Pada dasarnya setiap pasangan yang akan menjalin hubungan yang diikat dalam tali pernikahan mengharapkan akan terwujudnya keluarga yang damai, aman, dan tentram. Untuk mencapai itu semua sangat dibutuhkan sebuah aksi/kegiatan aktif yang harus dilakukan oleh setiap keluarga terhadap keluarganya sendiri seperti: pengorbanan, perhatian, empati, patuh dan kasih sayang, sehingga apabila hal yang demikian dapat dan berhasil diaplikasikan maka untuk terwujudnya cinta dan kasih dalam sebuah keluarga akan dapat terealisasi sesuai dengan yang diharapkan. Didalam pembahasan cinta kasih keluarga kami membahas beberapa sub berikut ini penjelasannya:
1.    Pembinaan keluarga sejahtera
Untuk membentuk sebuah keluarga yang sejahtera perlunya pembelajaran tentang pendidikan nilai dalam keluarga itu sendiri, pendidikan nilai yang dimaksud adalah: mengajarkan tentang pentingnya beribadah, mengajarkan nilai jujur, mengajarkan nilai hormat, mengajarkan nilai rukun dan mengajarkan nilai pencapaian prestasi.[2]

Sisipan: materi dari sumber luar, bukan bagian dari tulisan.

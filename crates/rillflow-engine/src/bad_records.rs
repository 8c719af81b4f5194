//! Bad-records handler: the dedicated stage consuming rejected records.
//!
//! Every record a stage rejects under a to-error policy ends up here at
//! the end of the cycle, already stamped with the rejecting stage and
//! error. The handler wraps the configured error stage's runtime; it
//! sits outside the pipe array and is driven directly by the runner.

use rillflow_types::{ErrorRecord, Issue};

use crate::batch::{BatchMaker, StageBatch};
use crate::error::PipelineError;
use crate::runtime::StageRuntime;

/// Drives the error stage over the rejected records of each cycle.
pub struct BadRecordsHandler {
    runtime: StageRuntime,
}

impl BadRecordsHandler {
    pub(crate) fn new(runtime: StageRuntime) -> Self {
        Self { runtime }
    }

    /// Instance name of the wrapped error stage.
    #[must_use]
    pub fn instance_name(&self) -> &str {
        self.runtime.instance_name()
    }

    /// The wrapped error stage's runtime.
    #[must_use]
    pub fn runtime(&self) -> &StageRuntime {
        &self.runtime
    }

    pub(crate) fn init(&mut self) -> Vec<Issue> {
        self.runtime.init()
    }

    /// Hand one cycle's rejected records to the error stage.
    ///
    /// Records the error stage itself rejects are logged and dropped;
    /// recursing rejects back into the handler could never terminate.
    ///
    /// # Errors
    ///
    /// Fails when the error stage fails its execution cycle.
    pub fn handle(
        &mut self,
        error_records: Vec<ErrorRecord>,
        batch_size: usize,
    ) -> Result<(), PipelineError> {
        if error_records.is_empty() {
            return Ok(());
        }
        let count = error_records.len() as u64;
        let records = error_records.into_iter().map(|e| e.record).collect();
        // The error stage is a target; it declares no output lanes.
        let mut maker = BatchMaker::new(Vec::<String>::new());
        let batch = StageBatch {
            records,
            size_hint: batch_size,
        };
        let instance = self.runtime.instance_name().to_string();
        self.runtime
            .execute(batch, &mut maker)
            .map_err(|source| PipelineError::Stage {
                instance: instance.clone(),
                source,
            })?;

        let (_, rejected) = maker.into_parts();
        if !rejected.is_empty() {
            tracing::warn!(
                stage = %instance,
                dropped = rejected.len(),
                "error stage rejected records, dropping"
            );
        }
        self.runtime
            .context()
            .count(&format!("stage.{instance}.input_records"), count);
        Ok(())
    }

    pub(crate) fn destroy(&mut self) {
        self.runtime.destroy();
    }
}
//! Resource-budgeted background sampler for per-stage memory usage.
//!
//! One shared thread periodically copies every registered stage's
//! [`MemoryProbe`] into a read-mostly usage table. The thread budgets
//! itself to a small fraction of one core: after each sweep it sleeps
//! long enough that sweeping accounts for roughly `duty_cycle` of its
//! wall-clock time. The table is advisory telemetry; nothing in the
//! engine enforces limits from it.

use std::collections::HashMap;
use std::sync::atomic::{AtomicBool, AtomicU64, Ordering};
use std::sync::{Arc, Mutex, RwLock};
use std::thread::JoinHandle;
use std::time::{Duration, Instant};

/// Advisory gauge a stage updates with its current memory footprint.
pub type MemoryProbe = Arc<AtomicU64>;

/// Default fraction of one core the sampler may consume.
pub const DEFAULT_DUTY_CYCLE: f64 = 0.01;

/// Floor between sweeps so a near-instant sweep does not spin.
const MIN_SLEEP: Duration = Duration::from_millis(100);
/// Ceiling so shutdown latency stays bounded.
const MAX_SLEEP: Duration = Duration::from_secs(10);
/// Granularity at which a sleeping sampler notices shutdown.
const SHUTDOWN_POLL: Duration = Duration::from_millis(50);

/// Shared read path over the per-stage usage table.
///
/// Cheap to clone; every stage context holds one.
#[derive(Clone, Default)]
pub struct MemoryUsageTable {
    inner: Arc<RwLock<HashMap<String, u64>>>,
}

impl MemoryUsageTable {
    /// Last sampled usage for a stage instance, if it has been swept.
    #[must_use]
    pub fn get(&self, instance_name: &str) -> Option<u64> {
        self.inner
            .read()
            .map(|table| table.get(instance_name).copied())
            .unwrap_or(None)
    }

    /// Snapshot of the whole table.
    #[must_use]
    pub fn snapshot(&self) -> HashMap<String, u64> {
        self.inner.read().map(|t| t.clone()).unwrap_or_default()
    }

    fn store(&self, instance_name: &str, bytes: u64) {
        if let Ok(mut table) = self.inner.write() {
            match table.get_mut(instance_name) {
                Some(slot) => *slot = bytes,
                None => {
                    table.insert(instance_name.to_string(), bytes);
                }
            }
        }
    }

    fn remove(&self, instance_name: &str) {
        if let Ok(mut table) = self.inner.write() {
            table.remove(instance_name);
        }
    }
}

struct SamplerShared {
    probes: Mutex<HashMap<String, MemoryProbe>>,
    table: MemoryUsageTable,
    duty_cycle: f64,
    running: AtomicBool,
}

impl SamplerShared {
    fn sweep(&self) {
        let probes = match self.probes.lock() {
            Ok(guard) => guard,
            Err(_) => return,
        };
        for (instance, probe) in probes.iter() {
            self.table.store(instance, probe.load(Ordering::Relaxed));
        }
    }
}

/// Shared background sampler, one per built pipeline.
///
/// Started lazily on the first probe registration; stopped exactly once
/// from the pipeline's destroy path. Restart after shutdown is not
/// supported.
pub struct MemorySampler {
    shared: Arc<SamplerShared>,
    handle: Mutex<Option<JoinHandle<()>>>,
    stopped: AtomicBool,
}

impl MemorySampler {
    /// Create a sampler with the given CPU duty cycle.
    ///
    /// The duty cycle is clamped to `(0, 0.5]`; out-of-range values fall
    /// back to [`DEFAULT_DUTY_CYCLE`].
    #[must_use]
    pub fn new(duty_cycle: f64) -> Self {
        let duty_cycle = if duty_cycle > 0.0 && duty_cycle <= 0.5 {
            duty_cycle
        } else {
            DEFAULT_DUTY_CYCLE
        };
        Self {
            shared: Arc::new(SamplerShared {
                probes: Mutex::new(HashMap::new()),
                table: MemoryUsageTable::default(),
                duty_cycle,
                running: AtomicBool::new(false),
            }),
            handle: Mutex::new(None),
            stopped: AtomicBool::new(false),
        }
    }

    /// Read handle over the usage table.
    #[must_use]
    pub fn usage_table(&self) -> MemoryUsageTable {
        self.shared.table.clone()
    }

    /// Register a stage's probe and start the sampling thread if needed.
    pub fn register(&self, instance_name: &str, probe: MemoryProbe) {
        if let Ok(mut probes) = self.shared.probes.lock() {
            probes.insert(instance_name.to_string(), probe);
        }
        self.ensure_started();
    }

    /// Remove a stage's probe and its table entry.
    pub fn unregister(&self, instance_name: &str) {
        if let Ok(mut probes) = self.shared.probes.lock() {
            probes.remove(instance_name);
        }
        self.shared.table.remove(instance_name);
    }

    /// Stop the sampling thread and wait for it. Idempotent.
    pub fn shutdown(&self) {
        self.shared.running.store(false, Ordering::SeqCst);
        self.stopped.store(true, Ordering::SeqCst);
        let handle = self.handle.lock().ok().and_then(|mut slot| slot.take());
        if let Some(handle) = handle {
            if handle.join().is_err() {
                tracing::warn!("memory sampler thread panicked during shutdown");
            }
        }
    }

    fn ensure_started(&self) {
        if self.stopped.load(Ordering::SeqCst) {
            return;
        }
        if self
            .shared
            .running
            .compare_exchange(false, true, Ordering::SeqCst, Ordering::SeqCst)
            .is_err()
        {
            return;
        }
        let shared = Arc::clone(&self.shared);
        let spawned = std::thread::Builder::new()
            .name("rillflow-memory-sampler".to_string())
            .spawn(move || sampler_loop(&shared));
        match spawned {
            Ok(handle) => {
                if let Ok(mut slot) = self.handle.lock() {
                    *slot = Some(handle);
                }
            }
            Err(e) => {
                self.shared.running.store(false, Ordering::SeqCst);
                tracing::warn!(error = %e, "failed to spawn memory sampler thread");
            }
        }
    }
}

fn sampler_loop(shared: &SamplerShared) {
    while shared.running.load(Ordering::SeqCst) {
        let sweep_start = Instant::now();
        shared.sweep();
        let pause = budgeted_delay(sweep_start.elapsed(), shared.duty_cycle);
        // Sleep in slices so shutdown is not stuck behind a long pause.
        let deadline = Instant::now() + pause;
        while shared.running.load(Ordering::SeqCst) && Instant::now() < deadline {
            let remaining = deadline.saturating_duration_since(Instant::now());
            std::thread::sleep(remaining.min(SHUTDOWN_POLL));
        }
    }
}

/// Pause that keeps sweep time at `duty_cycle` of the thread's wall clock.
fn budgeted_delay(elapsed: Duration, duty_cycle: f64) -> Duration {
    let scaled = elapsed.as_secs_f64() * (1.0 - duty_cycle) / duty_cycle;
    Duration::from_secs_f64(scaled).clamp(MIN_SLEEP, MAX_SLEEP)
}
//! Per-stage execution context.
//!
//! A [`StageContext`] bundles pipeline facts, host surfaces, and the
//! stage's advisory memory probe. One is built per stage at pipeline
//! build time and handed to every lifecycle call.

use std::path::{Path, PathBuf};
use std::sync::atomic::Ordering;
use std::sync::Arc;

use rillflow_types::{StageInfo, StageType};

use crate::api::MetricsSink;
use crate::sampler::{MemoryProbe, MemoryUsageTable};

/// Execution context for one stage instance.
pub struct StageContext {
    pipeline_name: String,
    revision: String,
    stage_infos: Arc<Vec<StageInfo>>,
    stage_type: StageType,
    instance_name: String,
    preview: bool,
    memory_limit_bytes: u64,
    cluster_mode: bool,
    resources_dir: PathBuf,
    metrics: Arc<dyn MetricsSink>,
    usage_table: MemoryUsageTable,
    memory_probe: MemoryProbe,
}

/// Builder-side inputs for a context; only the pipeline builder
/// constructs these.
pub(crate) struct StageContextParams {
    pub pipeline_name: String,
    pub revision: String,
    pub stage_infos: Arc<Vec<StageInfo>>,
    pub stage_type: StageType,
    pub instance_name: String,
    pub preview: bool,
    pub memory_limit_bytes: u64,
    pub cluster_mode: bool,
    pub resources_dir: PathBuf,
    pub metrics: Arc<dyn MetricsSink>,
    pub usage_table: MemoryUsageTable,
    pub memory_probe: MemoryProbe,
}

impl StageContext {
    pub(crate) fn new(params: StageContextParams) -> Self {
        Self {
            pipeline_name: params.pipeline_name,
            revision: params.revision,
            stage_infos: params.stage_infos,
            stage_type: params.stage_type,
            instance_name: params.instance_name,
            preview: params.preview,
            memory_limit_bytes: params.memory_limit_bytes,
            cluster_mode: params.cluster_mode,
            resources_dir: params.resources_dir,
            metrics: params.metrics,
            usage_table: params.usage_table,
            memory_probe: params.memory_probe,
        }
    }

    /// Name of the owning pipeline.
    #[must_use]
    pub fn pipeline_name(&self) -> &str {
        &self.pipeline_name
    }

    /// Revision of the owning pipeline.
    #[must_use]
    pub fn revision(&self) -> &str {
        &self.revision
    }

    /// Roster of every stage in the pipeline.
    #[must_use]
    pub fn stage_infos(&self) -> &[StageInfo] {
        &self.stage_infos
    }

    /// Kind of the stage this context belongs to.
    #[must_use]
    pub fn stage_type(&self) -> StageType {
        self.stage_type
    }

    /// Instance name of the stage this context belongs to.
    #[must_use]
    pub fn instance_name(&self) -> &str {
        &self.instance_name
    }

    /// Whether the current run is a preview.
    #[must_use]
    pub fn is_preview(&self) -> bool {
        self.preview
    }

    /// Whether the pipeline runs in cluster mode.
    #[must_use]
    pub fn is_cluster_mode(&self) -> bool {
        self.cluster_mode
    }

    /// Advisory memory limit in bytes; 0 means no limit configured.
    /// Enforcement is external to the engine.
    #[must_use]
    pub fn memory_limit_bytes(&self) -> u64 {
        self.memory_limit_bytes
    }

    /// Directory stages may read auxiliary resources from.
    #[must_use]
    pub fn resources_dir(&self) -> &Path {
        &self.resources_dir
    }

    /// Add `delta` to a named counter on the host metrics sink.
    pub fn count(&self, key: &str, delta: u64) {
        self.metrics.count(key, delta);
    }

    /// Report this stage's current memory footprint. The background
    /// sampler publishes it to the shared usage table on its next sweep.
    pub fn report_memory(&self, bytes: u64) {
        self.memory_probe.store(bytes, Ordering::Relaxed);
    }

    /// Last sampled memory usage of any stage in the pipeline.
    #[must_use]
    pub fn memory_usage_of(&self, instance_name: &str) -> Option<u64> {
        self.usage_table.get(instance_name)
    }

    pub(crate) fn memory_probe(&self) -> MemoryProbe {
        Arc::clone(&self.memory_probe)
    }
}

Pembinaan keluarga sejahtera merupakan upaya menyeluruh dan terpadu  yang dilakukan oleh sebuah keluarga untuk meningkatkan kualitas keluarga agar dapat dilaksanakan sesuai dengan aspek yang telah ditentukan. Adapun aspek-aspek yang dimaksud adalah:
a.    Aspek agama
Agama memiliki peran penting dalam membina keluarga sejahtera. Agama yang merupakan jawaban dan penyelesaian terhadap fungsi kehidupan manusia adalah ajaran atau sistem yang mengatur tata keimanan (kepercayaan) dan peribadatan kepada tuhan yang maha esa serta tata kaidah yang berhubungan dengan pergaulan manusia dan berpegang pada suatu agama yang diyakininya agar pembinaan keluarga sejahtera dapat terwujud sejalan dengan apa yang diajarkan oleh agama.

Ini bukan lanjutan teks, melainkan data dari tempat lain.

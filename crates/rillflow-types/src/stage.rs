//! Stage kind metadata: type, static definition, and per-instance info.

use serde::{Deserialize, Serialize};
use std::fmt;

/// Where a stage sits in the data flow.
///
/// The type fully determines the sequence of pipes synthesized for a
/// stage at build time; no runtime type inspection happens afterwards.
#[derive(Debug, Clone, Copy, PartialEq, Eq, Hash, Serialize, Deserialize)]
#[serde(rename_all = "snake_case")]
pub enum StageType {
    /// Produces records from an external system.
    Source,
    /// Transforms records in flight.
    Processor,
    /// Delivers records to an external system.
    Target,
}

impl fmt::Display for StageType {
    fn fmt(&self, f: &mut fmt::Formatter<'_>) -> fmt::Result {
        let s = match self {
            Self::Source => "source",
            Self::Processor => "processor",
            Self::Target => "target",
        };
        f.write_str(s)
    }
}

/// Static metadata for a stage kind, resolved through the stage library.
///
/// Immutable once loaded. The engine never constructs these itself.
#[derive(Debug, Clone, PartialEq, Eq, Serialize, Deserialize)]
pub struct StageDefinition {
    /// Library-unique stage name (the lookup key in stage configs).
    pub name: String,
    /// Stage implementation version.
    pub version: String,
    /// Kind of stage this definition describes.
    pub stage_type: StageType,
}

impl StageDefinition {
    /// Create a new definition.
    #[must_use]
    pub fn new(
        name: impl Into<String>,
        version: impl Into<String>,
        stage_type: StageType,
    ) -> Self {
        Self {
            name: name.into(),
            version: version.into(),
            stage_type,
        }
    }
}

/// Per-instance stage info exposed to execution contexts.
///
/// Every stage context carries the full roster of these so a stage can
/// see what else runs in its pipeline.
#[derive(Debug, Clone, PartialEq, Eq, Serialize, Deserialize)]
pub struct StageInfo {
    /// Definition name of the stage.
    pub name: String,
    /// Definition version.
    pub version: String,
    /// Configured instance name, unique within the pipeline.
    pub instance_name: String,
}

#[cfg(test)]
mod tests {
    use super::*;

    #[test]
    fn stage_type_serde_snake_case() {
        let json = serde_json::to_string(&StageType::Processor).unwrap();
        assert_eq!(json, "\"processor\"");
        let back: StageType = serde_json::from_str("\"target\"").unwrap();
        assert_eq!(back, StageType::Target);
    }

    #[test]
    fn stage_type_display() {
        assert_eq!(StageType::Source.to_string(), "source");
        assert_eq!(StageType::Target.to_string(), "target");
    }

    #[test]
    fn definition_roundtrip() {
        let def = StageDefinition::new("dev-source", "1.0.0", StageType::Source);
        let json = serde_json::to_string(&def).unwrap();
        let back: StageDefinition = serde_json::from_str(&json).unwrap();
        assert_eq!(def, back);
    }
}
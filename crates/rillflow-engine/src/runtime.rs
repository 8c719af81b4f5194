//! Stage runtime: one configured stage instance bound to its definition
//! and context.
//!
//! A `StageRuntime` is owned exclusively by its stage pipe (and the
//! bad-records handler for the error stage); all lifecycle calls flow
//! through here so isolation release and destroy idempotence live in
//! one place.

use rillflow_types::{Issue, StageConfig, StageDefinition, StageError, StageInfo};

use crate::api::{IsolationHandle, LoadedStage, Stage};
use crate::batch::{BatchMaker, StageBatch};
use crate::context::StageContext;
use crate::sampler::MemoryProbe;

/// A configured stage instance bound to its type metadata and context.
pub struct StageRuntime {
    definition: StageDefinition,
    config: StageConfig,
    stage: Box<dyn Stage>,
    context: StageContext,
    isolation: IsolationHandle,
    destroyed: bool,
}

impl StageRuntime {
    pub(crate) fn new(loaded: LoadedStage, config: StageConfig, context: StageContext) -> Self {
        Self {
            definition: loaded.definition,
            config,
            stage: loaded.stage,
            context,
            isolation: loaded.isolation,
            destroyed: false,
        }
    }

    /// Static metadata of the stage kind.
    #[must_use]
    pub fn definition(&self) -> &StageDefinition {
        &self.definition
    }

    /// Declared wiring of this instance.
    #[must_use]
    pub fn config(&self) -> &StageConfig {
        &self.config
    }

    /// Execution context handed to every lifecycle call.
    #[must_use]
    pub fn context(&self) -> &StageContext {
        &self.context
    }

    /// Configured instance name.
    #[must_use]
    pub fn instance_name(&self) -> &str {
        &self.config.instance_name
    }

    /// Per-instance info for rosters and summaries.
    #[must_use]
    pub fn info(&self) -> StageInfo {
        StageInfo {
            name: self.definition.name.clone(),
            version: self.definition.version.clone(),
            instance_name: self.config.instance_name.clone(),
        }
    }

    pub(crate) fn memory_probe(&self) -> MemoryProbe {
        self.context.memory_probe()
    }

    pub(crate) fn init(&mut self) -> Vec<Issue> {
        self.stage.init(&self.context)
    }

    pub(crate) fn execute(
        &mut self,
        batch: StageBatch,
        output: &mut BatchMaker,
    ) -> Result<(), StageError> {
        self.stage.execute(batch, output, &self.context)
    }

    /// Tear the stage down and release its isolation resource.
    ///
    /// Idempotent; a second call is a no-op. Safe to call even if
    /// `init` was never reached or failed.
    pub(crate) fn destroy(&mut self) {
        if self.destroyed {
            return;
        }
        self.destroyed = true;
        self.stage.destroy(&self.context);
        self.isolation.release();
    }
}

Dalam islam terdapat konsep keluarga sakinah yakni keluarga yang tentram dimana suami istri dituntut untuk menciptakan kehidupan rumah-tangga yang harmoni antara kebutuhan fisik dan psikis.yang dimaksud psikis adalah menjadikan keluarga sebagai basis pendidikan sekaligus penghayatan agama anggota keluarga. Kesakinahan merupakan kebutuhan setiap manusia. Karena keluarga sakinah berarti keluarga yang terbentuk dari pasanagan suami istri yang diawali dengan memilih pasangan yang baik,kemudian menerapkan nilai-nilai islam dalam melakukan hak dan kewajiban rumah tangga serta mandidik anak dalam suasana mawaddah warrohmah.
b.    Aspek pendidikan
Kehidupan kita dimulai dari lingkungan keluarga. Kita besar dan dididik didalam keluarga kita, orang tua yang menagajar kita bagaimna kita harus bertindak. Orang tua juga yang membesarkan kita dengan pendidikan dan etika. Pendidikan dilingkungan keluarga sangatlah penting, namun seringkali dianggap tidak penting. Etika yang benar harus diajarkan kepada anak semenjak kecil, sehingga ketika seorang anak beranjak menjadi dewasa ia akan berperilaku menjadi baik pula. Tentu saja perilaku orang tua juga harus baik dan benar sebagai contoh untuk anak-anaknya. Jikalau semenjak kecil anak-anak dididik dengan baik dan benar maka keluarga tersebut akan harmonis dan seandainya setiap keluarga mengajarkan nilai-nilai etika yang benar maka semua manusia akan hidup berdampingan dan damai.
c.    Aspek ekonomi
Untuk mewujudkan sebuah keluarga sejahtera aspek ekonomi juga sangat perlu kita perhatikan, jika kita cermati secara mendalam, selama ini pemerintah mengelompokkan keluarga diindonesia kedalam dua tipe. Tipe pertama kita kenal dengan tipe keluarga pra-sejahtera. Yang kita bayangkan setelah mendengarkan keluarga yang tipe ini bayangan keluarga yang masih mengalami kesulitan untuk memenuhi kebutuhan dasar hidupnya yang berupa sandang, pangan, dan papan. Keluarga pra-sejarah identik dengan keluarga yang anaknya banyak, tidak dapat menempuh pendidikan secara layak, tidak memiliki penghasilan tetap, belum memperhatikan masalah kesehatan lingkungan, rentan terhadap penyakit, mempunyai masalah tempat tinggal dan masih perlu mendapatkan bantuan sandang dan pangan. Kedua tipe keluarga sejahtera tipe keluarga ini merupakan keluarga yang sudah tidak mengalami kesulitan untuk memenuhi kebutuhan dasar hidupnya.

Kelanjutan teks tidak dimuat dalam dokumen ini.